((

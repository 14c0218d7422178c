// src/blockchain/services/mod.rs

pub mod account;
pub mod block;
pub mod contract;
pub mod ens;
pub mod network;
pub mod price;
pub mod token;
pub mod transaction;
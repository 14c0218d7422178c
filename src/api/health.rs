use axum::{extract::State, response::IntoResponse, Json};
use serde_json::json;

use crate::AppState;

pub async fn health_handler(State(state): State<AppState>) -> impl IntoResponse {
    let registry = state.dispatcher.registry();
    Json(json!({
        "status": "ok",
        "version": env!("CARGO_PKG_VERSION"),
        "default_network": registry.default_network(),
        "networks": registry.names(),
        "cache": state.dispatcher.cache().stats(),
    }))
}
// src/mcp/mod.rs

pub mod dispatcher;
pub mod handler;
pub mod protocol;
pub mod resources;
pub mod stdio;
pub mod tools;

))

- Problem description
What is needed is a word-for-word copy of all the entries.

- Response box
repository 14c0218d7422178c
// src/blockchain/services/mod.rs

pub mod account;
pub mod block;
pub mod contract;
pub mod ens;
pub mod network;
pub mod price;
pub mod token;
pub mod transaction;
repository 14c0218d7422178c
filename src/api/health.rs
use axum::{extract::State, response::IntoResponse, Json};
use serde_json::json;

use crate::AppState;

pub async fn health_handler(State(state): State<AppState>) -> impl IntoResponse {
    let registry = state.dispatcher.registry();
    Json(json!({
        "status": "ok",
        "version": env!("CARGO_PKG_VERSION"),
        "default_network": registry.default_network(),
        "networks": registry.names(),
        "cache": state.dispatcher.cache().stats(),
    }))
}
// src/mcp/mod.rs

pub mod dispatcher;
pub mod handler;
pub mod protocol;
pub mod resources;
pub mod stdio;
pub mod tools;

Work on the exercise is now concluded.